Supplied information:
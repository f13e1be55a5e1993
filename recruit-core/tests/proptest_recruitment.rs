//! Property-Based Tests for Recruit Core
//!
//! Uses `proptest` to check the recruitment state machine under random
//! attack, damage and turn sequences.

use std::cell::Cell;

use proptest::prelude::*;
use serde_json::json;

use recruit_core::cache::ConditionCache;
use recruit_core::condition::{Condition, ConditionKind, RawCondition};
use recruit_core::config::RecruitConfig;
use recruit_core::npc::NpcLifecycleManager;
use recruit_core::stage::{RecruitmentBlock, StageData};
use recruit_core::{
    Faction, RecruitmentContext, RecruitmentId, RecruitmentOrchestrator, RecruitmentStatus,
    TargetPriority, Unit,
};

// ---------------------------------------------------------------------------
// Strategy helpers
// ---------------------------------------------------------------------------

#[derive(Debug, Clone)]
enum Step {
    Attack { by_hero: bool, damage: u32, turn: u32 },
    HitNpc(i64),
    Clear { alive: bool },
}

fn arb_step() -> impl Strategy<Value = Step> {
    prop_oneof![
        4 => (any::<bool>(), 0..150u32, 1..8u32)
            .prop_map(|(by_hero, damage, turn)| Step::Attack { by_hero, damage, turn }),
        3 => (-5..120i64).prop_map(Step::HitNpc),
        1 => any::<bool>().prop_map(|alive| Step::Clear { alive }),
    ]
}

fn rank(status: RecruitmentStatus) -> u8 {
    match status {
        RecruitmentStatus::Available => 0,
        RecruitmentStatus::ConditionsMet => 1,
        RecruitmentStatus::NpcState => 2,
        RecruitmentStatus::Recruited | RecruitmentStatus::Failed => 3,
    }
}

fn stage(max_turn: u32) -> StageData {
    StageData::new("prop")
        .with_unit(Unit::new("player-1", Faction::Player, 40))
        .with_unit(Unit::new("player-2", Faction::Player, 40))
        .with_recruitable(
            Unit::new("enemy-1", Faction::Enemy, 100),
            RecruitmentBlock {
                conditions: vec![
                    RawCondition {
                        id: "hero".into(),
                        kind: "SPECIFIC_ATTACKER".into(),
                        description: String::new(),
                        parameters: json!({"attackerId": "player-1"}),
                    },
                    RawCondition {
                        id: "early".into(),
                        kind: "TURN_LIMIT".into(),
                        description: String::new(),
                        parameters: json!({"maxTurn": max_turn}),
                    },
                ],
                ..RecruitmentBlock::default()
            },
        )
}

// ---------------------------------------------------------------------------
// Property: status never regresses, NPC state exists iff status is NPC_STATE
// ---------------------------------------------------------------------------

proptest! {
    #[test]
    fn status_is_monotonic(
        max_turn in 1..6u32,
        hp in 1..100u32,
        steps in prop::collection::vec(arb_step(), 1..40),
    ) {
        let mut orch = RecruitmentOrchestrator::new(RecruitConfig::default()).expect("config");
        orch.initialize(&stage(max_turn));
        let hero = Unit::new("player-1", Faction::Player, 40);
        let rookie = Unit::new("player-2", Faction::Player, 40);
        let enemy = Unit::new("enemy-1", Faction::Enemy, 100).with_hp(hp);
        let id = enemy.id.clone();

        let mut last = rank(orch.status(&id).expect("definition"));
        for step in steps {
            match step {
                Step::Attack { by_hero, damage, turn } => {
                    let attacker = if by_hero { &hero } else { &rookie };
                    let ctx = RecruitmentContext::new(attacker, &enemy, turn).with_damage(damage);
                    let _ = orch.process_attempt(&ctx);
                }
                Step::HitNpc(damage) => {
                    let _ = orch.handle_npc_damage(&id, damage);
                }
                Step::Clear { alive } => {
                    let on_field = if alive { enemy.clone() } else { enemy.clone().with_hp(0) };
                    let _ = orch.complete_recruitment(&[on_field]);
                }
            }
            let status = orch.status(&id).expect("definition");
            prop_assert!(rank(status) >= last, "regressed to {status}");
            prop_assert_eq!(orch.npc_state(&id).is_some(), status == RecruitmentStatus::NpcState);
            last = rank(status);
        }
    }
}

// ---------------------------------------------------------------------------
// Property: NPC HP never underflows, defeat happens exactly at zero
// ---------------------------------------------------------------------------

proptest! {
    #[test]
    fn npc_hp_floor_and_defeat(
        hp in 1..200u32,
        hits in prop::collection::vec(-10..80i64, 1..30),
    ) {
        let mut npcs = NpcLifecycleManager::new(3, 1.0);
        let unit = Unit::new("enemy-1", Faction::Enemy, 200).with_hp(hp);
        npcs.convert_to_npc(&unit, RecruitmentId::new(), 1).expect("convert");

        let mut expected = hp;
        for damage in hits {
            if !npcs.is_npc(&unit.id) {
                prop_assert!(npcs.handle_npc_damage(&unit.id, damage.max(0)).is_err());
                break;
            }
            match npcs.handle_npc_damage(&unit.id, damage) {
                Ok(outcome) => {
                    let dealt = u32::try_from(damage).expect("non-negative");
                    expected = expected.saturating_sub(dealt);
                    prop_assert_eq!(outcome.state.remaining_hp, expected);
                    prop_assert_eq!(outcome.defeated, expected == 0);
                    prop_assert_eq!(npcs.is_npc(&unit.id), expected > 0);
                }
                Err(_) => {
                    prop_assert!(damage < 0);
                    prop_assert_eq!(npcs.get(&unit.id).map(|s| s.remaining_hp), Some(expected));
                }
            }
        }
    }
}

// ---------------------------------------------------------------------------
// Property: live NPCs outrank every non-NPC
// ---------------------------------------------------------------------------

proptest! {
    #[test]
    fn npc_priority_dominates(multiplier in 0.01..100.0f64, hp in 1..500u32) {
        let mut npcs = NpcLifecycleManager::new(1, multiplier);
        let npc = Unit::new("enemy-1", Faction::Enemy, 500).with_hp(hp);
        let other = Unit::new("enemy-2", Faction::Enemy, 500);
        npcs.convert_to_npc(&npc, RecruitmentId::new(), 1).expect("convert");

        prop_assert!(npcs.get_npc_priority(&npc.id) > npcs.get_npc_priority(&other.id));
        prop_assert_eq!(npcs.get_npc_priority(&other.id), TargetPriority::NONE);
    }
}

// ---------------------------------------------------------------------------
// Property: eligibility checks are idempotent and change nothing
// ---------------------------------------------------------------------------

proptest! {
    #[test]
    fn eligibility_is_idempotent(
        max_turn in 1..6u32,
        turn in 1..8u32,
        damage in 0..150u32,
        hp in 1..100u32,
        by_hero in any::<bool>(),
    ) {
        let mut orch = RecruitmentOrchestrator::new(RecruitConfig::default()).expect("config");
        orch.initialize(&stage(max_turn));
        let attacker = if by_hero {
            Unit::new("player-1", Faction::Player, 40)
        } else {
            Unit::new("player-2", Faction::Player, 40)
        };
        let enemy = Unit::new("enemy-1", Faction::Enemy, 100).with_hp(hp);
        let ctx = RecruitmentContext::new(&attacker, &enemy, turn).with_damage(damage);

        let first = orch.check_eligibility(&ctx).expect("check");
        for _ in 0..3 {
            prop_assert_eq!(&orch.check_eligibility(&ctx).expect("check"), &first);
        }
        prop_assert_eq!(first.eligible, by_hero && turn <= max_turn);
        prop_assert_eq!(orch.status(&enemy.id), Some(RecruitmentStatus::Available));
        prop_assert!(!orch.is_npc(&enemy.id));
    }
}

// ---------------------------------------------------------------------------
// Property: a warm cache answers without re-running the predicate
// ---------------------------------------------------------------------------

proptest! {
    #[test]
    fn cache_hit_skips_evaluation(
        turn in 1..20u32,
        damage in 0..100u32,
        threshold in 0.05..1.0f64,
        hp in 0..50u32,
        repeats in 1..10usize,
    ) {
        let mut cache = ConditionCache::new(16);
        let cond = Condition::new("low", ConditionKind::HpThreshold { threshold });
        let attacker = Unit::new("player-1", Faction::Player, 40);
        let target = Unit::new("enemy-1", Faction::Enemy, 50).with_hp(hp);
        let ctx = RecruitmentContext::new(&attacker, &target, turn).with_damage(damage);

        let calls = Cell::new(0u32);
        let first = cache.get_or_evaluate(&target.id, &cond, &ctx, || {
            calls.set(calls.get() + 1);
            cond.evaluate(&ctx)
        });
        for _ in 0..repeats {
            let again = cache.get_or_evaluate(&target.id, &cond, &ctx, || {
                calls.set(calls.get() + 1);
                cond.evaluate(&ctx)
            });
            prop_assert_eq!(again, first);
        }
        prop_assert_eq!(calls.get(), 1);
        prop_assert_eq!(cache.stats().hits, repeats as u64);

        let later = RecruitmentContext::new(&attacker, &target, turn + 1).with_damage(damage);
        cache.get_or_evaluate(&target.id, &cond, &later, || {
            calls.set(calls.get() + 1);
            cond.evaluate(&later)
        });
        prop_assert_eq!(calls.get(), 2, "new turn must re-evaluate");
    }
}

Work to complete: Among the entries above, count the lines that contain the word "RecruitmentId" and give the number by itself.

Written answer: 3